**Directions:**
Each entry needs to be restated exactly as written.

Materials provided START

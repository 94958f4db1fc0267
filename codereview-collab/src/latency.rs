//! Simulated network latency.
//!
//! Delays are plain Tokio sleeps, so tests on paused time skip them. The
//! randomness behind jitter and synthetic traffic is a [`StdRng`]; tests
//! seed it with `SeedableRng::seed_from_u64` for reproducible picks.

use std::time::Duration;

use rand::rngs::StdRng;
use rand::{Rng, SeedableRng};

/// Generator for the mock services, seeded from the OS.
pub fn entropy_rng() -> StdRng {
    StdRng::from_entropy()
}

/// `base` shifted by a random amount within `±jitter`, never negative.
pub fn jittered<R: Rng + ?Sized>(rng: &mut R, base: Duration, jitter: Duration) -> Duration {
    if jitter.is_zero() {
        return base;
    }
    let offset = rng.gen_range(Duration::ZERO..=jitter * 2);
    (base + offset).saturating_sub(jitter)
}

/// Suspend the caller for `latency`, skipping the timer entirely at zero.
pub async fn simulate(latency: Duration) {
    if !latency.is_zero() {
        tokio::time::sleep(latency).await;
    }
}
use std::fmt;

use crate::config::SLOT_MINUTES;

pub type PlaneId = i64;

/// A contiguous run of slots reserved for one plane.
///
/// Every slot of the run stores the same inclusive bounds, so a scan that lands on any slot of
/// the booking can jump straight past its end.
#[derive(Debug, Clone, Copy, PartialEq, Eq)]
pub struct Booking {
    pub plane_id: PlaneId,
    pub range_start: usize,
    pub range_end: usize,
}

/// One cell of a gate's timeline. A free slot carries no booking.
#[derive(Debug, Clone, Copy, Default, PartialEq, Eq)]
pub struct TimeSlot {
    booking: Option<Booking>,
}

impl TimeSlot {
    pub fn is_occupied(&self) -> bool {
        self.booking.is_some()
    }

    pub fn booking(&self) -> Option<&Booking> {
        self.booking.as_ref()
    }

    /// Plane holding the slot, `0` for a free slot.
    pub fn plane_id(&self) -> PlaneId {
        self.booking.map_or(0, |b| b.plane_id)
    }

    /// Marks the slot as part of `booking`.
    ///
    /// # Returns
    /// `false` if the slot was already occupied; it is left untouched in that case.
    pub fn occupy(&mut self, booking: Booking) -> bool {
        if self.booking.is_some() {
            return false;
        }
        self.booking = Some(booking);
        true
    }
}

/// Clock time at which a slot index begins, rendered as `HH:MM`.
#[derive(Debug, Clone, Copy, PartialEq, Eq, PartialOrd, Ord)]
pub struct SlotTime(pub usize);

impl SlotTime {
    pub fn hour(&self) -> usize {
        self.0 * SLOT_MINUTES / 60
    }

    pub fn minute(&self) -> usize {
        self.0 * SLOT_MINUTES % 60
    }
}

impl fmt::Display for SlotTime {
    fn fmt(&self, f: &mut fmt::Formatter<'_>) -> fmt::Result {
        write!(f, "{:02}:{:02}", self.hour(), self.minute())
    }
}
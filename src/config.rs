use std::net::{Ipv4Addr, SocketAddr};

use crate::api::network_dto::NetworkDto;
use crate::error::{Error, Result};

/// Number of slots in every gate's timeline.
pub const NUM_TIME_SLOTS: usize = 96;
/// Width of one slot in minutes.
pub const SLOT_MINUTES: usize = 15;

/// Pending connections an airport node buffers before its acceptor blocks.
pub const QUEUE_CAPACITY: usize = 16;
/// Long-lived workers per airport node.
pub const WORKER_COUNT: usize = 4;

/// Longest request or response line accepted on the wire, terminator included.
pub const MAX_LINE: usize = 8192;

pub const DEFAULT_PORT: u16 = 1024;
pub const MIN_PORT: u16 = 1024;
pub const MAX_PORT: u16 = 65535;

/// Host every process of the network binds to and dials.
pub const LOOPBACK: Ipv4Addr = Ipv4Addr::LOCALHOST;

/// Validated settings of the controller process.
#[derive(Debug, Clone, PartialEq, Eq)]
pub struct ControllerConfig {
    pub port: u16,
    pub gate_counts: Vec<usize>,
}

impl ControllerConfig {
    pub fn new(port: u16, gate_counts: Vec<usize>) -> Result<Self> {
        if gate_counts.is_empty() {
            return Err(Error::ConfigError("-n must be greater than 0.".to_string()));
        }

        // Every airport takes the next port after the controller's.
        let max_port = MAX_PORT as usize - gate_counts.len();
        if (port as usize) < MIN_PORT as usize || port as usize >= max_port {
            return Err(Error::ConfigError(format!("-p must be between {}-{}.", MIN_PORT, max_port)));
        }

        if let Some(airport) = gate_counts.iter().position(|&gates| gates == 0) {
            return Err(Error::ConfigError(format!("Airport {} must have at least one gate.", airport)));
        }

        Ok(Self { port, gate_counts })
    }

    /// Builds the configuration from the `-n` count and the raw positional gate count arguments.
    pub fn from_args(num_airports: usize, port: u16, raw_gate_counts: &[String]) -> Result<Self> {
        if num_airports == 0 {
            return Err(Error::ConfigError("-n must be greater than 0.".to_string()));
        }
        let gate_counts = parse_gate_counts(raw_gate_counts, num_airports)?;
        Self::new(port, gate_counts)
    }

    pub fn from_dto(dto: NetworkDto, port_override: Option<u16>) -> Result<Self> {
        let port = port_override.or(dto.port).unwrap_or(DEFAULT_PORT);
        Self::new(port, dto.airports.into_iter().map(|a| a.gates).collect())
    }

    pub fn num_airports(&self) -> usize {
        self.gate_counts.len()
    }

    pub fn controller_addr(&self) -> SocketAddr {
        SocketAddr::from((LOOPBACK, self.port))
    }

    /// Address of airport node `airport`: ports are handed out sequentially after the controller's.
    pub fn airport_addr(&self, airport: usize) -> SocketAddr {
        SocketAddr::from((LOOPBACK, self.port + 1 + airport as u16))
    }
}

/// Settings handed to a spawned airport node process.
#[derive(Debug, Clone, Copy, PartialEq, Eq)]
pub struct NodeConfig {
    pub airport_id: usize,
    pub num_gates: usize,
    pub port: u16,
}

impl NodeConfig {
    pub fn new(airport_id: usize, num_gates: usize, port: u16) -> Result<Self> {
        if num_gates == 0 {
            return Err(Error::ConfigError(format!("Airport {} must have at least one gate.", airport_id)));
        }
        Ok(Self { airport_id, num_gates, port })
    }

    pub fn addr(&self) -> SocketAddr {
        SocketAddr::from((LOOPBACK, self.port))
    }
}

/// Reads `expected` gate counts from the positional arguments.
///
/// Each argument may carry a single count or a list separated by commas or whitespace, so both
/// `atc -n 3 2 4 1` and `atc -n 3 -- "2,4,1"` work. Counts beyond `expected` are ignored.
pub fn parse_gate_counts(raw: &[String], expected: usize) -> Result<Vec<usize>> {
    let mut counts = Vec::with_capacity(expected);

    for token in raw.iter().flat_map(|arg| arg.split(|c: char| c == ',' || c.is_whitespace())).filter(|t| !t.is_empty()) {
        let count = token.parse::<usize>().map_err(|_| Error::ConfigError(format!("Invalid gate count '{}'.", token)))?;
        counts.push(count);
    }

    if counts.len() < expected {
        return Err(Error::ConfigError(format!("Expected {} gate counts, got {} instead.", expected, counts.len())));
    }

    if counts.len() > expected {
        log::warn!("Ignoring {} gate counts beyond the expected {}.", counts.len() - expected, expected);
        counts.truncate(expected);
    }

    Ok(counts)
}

Materials provided END

**Answer box:**
repository 94958f4db1fc0267
filename codereview-collab/src/latency.rs
//! Simulated network latency.
//!
//! Delays are plain Tokio sleeps, so tests on paused time skip them. The
//! randomness behind jitter and synthetic traffic is a [`StdRng`]; tests
//! seed it with `SeedableRng::seed_from_u64` for reproducible picks.

use std::time::Duration;

use rand::rngs::StdRng;
use rand::{Rng, SeedableRng};

/// Generator for the mock services, seeded from the OS.
pub fn entropy_rng() -> StdRng {
    StdRng::from_entropy()
}

/// `base` shifted by a random amount within `±jitter`, never negative.
pub fn jittered<R: Rng + ?Sized>(rng: &mut R, base: Duration, jitter: Duration) -> Duration {
    if jitter.is_zero() {
        return base;
    }
    let offset = rng.gen_range(Duration::ZERO..=jitter * 2);
    (base + offset).saturating_sub(jitter)
}

/// Suspend the caller for `latency`, skipping the timer entirely at zero.
pub async fn simulate(latency: Duration) {
    if !latency.is_zero() {
        tokio::time::sleep(latency).await;
    }
}
use std::fmt;

use crate::config::SLOT_MINUTES;

pub type PlaneId = i64;

/// A contiguous run of slots reserved for one plane.
///
/// Every slot of the run stores the same inclusive bounds, so a scan that lands on any slot of
/// the booking can jump straight past its end.
#[derive(Debug, Clone, Copy, PartialEq, Eq)]
pub struct Booking {
    pub plane_id: PlaneId,
    pub range_start: usize,
    pub range_end: usize,
}

/// One cell of a gate's timeline. A free slot carries no booking.
#[derive(Debug, Clone, Copy, Default, PartialEq, Eq)]
pub struct TimeSlot {
    booking: Option<Booking>,
}

impl TimeSlot {
    pub fn is_occupied(&self) -> bool {
        self.booking.is_some()
    }

    pub fn booking(&self) -> Option<&Booking> {
        self.booking.as_ref()
    }

    /// Plane holding the slot, `0` for a free slot.
    pub fn plane_id(&self) -> PlaneId {
        self.booking.map_or(0, |b| b.plane_id)
    }

    /// Marks the slot as part of `booking`.
    ///
    /// # Returns
    /// `false` if the slot was already occupied; it is left untouched in that case.
    pub fn occupy(&mut self, booking: Booking) -> bool {
        if self.booking.is_some() {
            return false;
        }
        self.booking = Some(booking);
        true
    }
}

/// Clock time at which a slot index begins, rendered as `HH:MM`.
#[derive(Debug, Clone, Copy, PartialEq, Eq, PartialOrd, Ord)]
pub struct SlotTime(pub usize);

impl SlotTime {
    pub fn hour(&self) -> usize {
        self.0 * SLOT_MINUTES / 60
    }

    pub fn minute(&self) -> usize {
        self.0 * SLOT_MINUTES % 60
    }
}

impl fmt::Display for SlotTime {
    fn fmt(&self, f: &mut fmt::Formatter<'_>) -> fmt::Result {
        write!(f, "{:02}:{:02}", self.hour(), self.minute())
    }
}
filename src/config.rs
use std::net::{Ipv4Addr, SocketAddr};

use crate::api::network_dto::NetworkDto;
use crate::error::{Error, Result};

/// Number of slots in every gate's timeline.
pub const NUM_TIME_SLOTS: usize = 96;
/// Width of one slot in minutes.
pub const SLOT_MINUTES: usize = 15;

/// Pending connections an airport node buffers before its acceptor blocks.
pub const QUEUE_CAPACITY: usize = 16;
/// Long-lived workers per airport node.
pub const WORKER_COUNT: usize = 4;

/// Longest request or response line accepted on the wire, terminator included.
pub const MAX_LINE: usize = 8192;

pub const DEFAULT_PORT: u16 = 1024;
pub const MIN_PORT: u16 = 1024;
pub const MAX_PORT: u16 = 65535;

/// Host every process of the network binds to and dials.
pub const LOOPBACK: Ipv4Addr = Ipv4Addr::LOCALHOST;

/// Validated settings of the controller process.
#[derive(Debug, Clone, PartialEq, Eq)]
pub struct ControllerConfig {
    pub port: u16,
    pub gate_counts: Vec<usize>,
}

impl ControllerConfig {
    pub fn new(port: u16, gate_counts: Vec<usize>) -> Result<Self> {
        if gate_counts.is_empty() {
            return Err(Error::ConfigError("-n must be greater than 0.".to_string()));
        }

        // Every airport takes the next port after the controller's.
        let max_port = MAX_PORT as usize - gate_counts.len();
        if (port as usize) < MIN_PORT as usize || port as usize >= max_port {
            return Err(Error::ConfigError(format!("-p must be between {}-{}.", MIN_PORT, max_port)));
        }

        if let Some(airport) = gate_counts.iter().position(|&gates| gates == 0) {
            return Err(Error::ConfigError(format!("Airport {} must have at least one gate.", airport)));
        }

        Ok(Self { port, gate_counts })
    }

    /// Builds the configuration from the `-n` count and the raw positional gate count arguments.
    pub fn from_args(num_airports: usize, port: u16, raw_gate_counts: &[String]) -> Result<Self> {
        if num_airports == 0 {
            return Err(Error::ConfigError("-n must be greater than 0.".to_string()));
        }
        let gate_counts = parse_gate_counts(raw_gate_counts, num_airports)?;
        Self::new(port, gate_counts)
    }

    pub fn from_dto(dto: NetworkDto, port_override: Option<u16>) -> Result<Self> {
        let port = port_override.or(dto.port).unwrap_or(DEFAULT_PORT);
        Self::new(port, dto.airports.into_iter().map(|a| a.gates).collect())
    }

    pub fn num_airports(&self) -> usize {
        self.gate_counts.len()
    }

    pub fn controller_addr(&self) -> SocketAddr {
        SocketAddr::from((LOOPBACK, self.port))
    }

    /// Address of airport node `airport`: ports are handed out sequentially after the controller's.
    pub fn airport_addr(&self, airport: usize) -> SocketAddr {
        SocketAddr::from((LOOPBACK, self.port + 1 + airport as u16))
    }
}

/// Settings handed to a spawned airport node process.
#[derive(Debug, Clone, Copy, PartialEq, Eq)]
pub struct NodeConfig {
    pub airport_id: usize,
    pub num_gates: usize,
    pub port: u16,
}

impl NodeConfig {
    pub fn new(airport_id: usize, num_gates: usize, port: u16) -> Result<Self> {
        if num_gates == 0 {
            return Err(Error::ConfigError(format!("Airport {} must have at least one gate.", airport_id)));
        }
        Ok(Self { airport_id, num_gates, port })
    }

    pub fn addr(&self) -> SocketAddr {
        SocketAddr::from((LOOPBACK, self.port))
    }
}

/// Reads `expected` gate counts from the positional arguments.
///
/// Each argument may carry a single count or a list separated by commas or whitespace, so both
/// `atc -n 3 2 4 1` and `atc -n 3 -- "2,4,1"` work. Counts beyond `expected` are ignored.
pub fn parse_gate_counts(raw: &[String], expected: usize) -> Result<Vec<usize>> {
    let mut counts = Vec::with_capacity(expected);

    for token in raw.iter().flat_map(|arg| arg.split(|c: char| c == ',' || c.is_whitespace())).filter(|t| !t.is_empty()) {
        let count = token.parse::<usize>().map_err(|_| Error::ConfigError(format!("Invalid gate count '{}'.", token)))?;
        counts.push(count);
    }

    if counts.len() < expected {
        return Err(Error::ConfigError(format!("Expected {} gate counts, got {} instead.", expected, counts.len())));
    }

    if counts.len() > expected {
        log::warn!("Ignoring {} gate counts beyond the expected {}.", counts.len() - expected, expected);
        counts.truncate(expected);
    }

    Ok(counts)
}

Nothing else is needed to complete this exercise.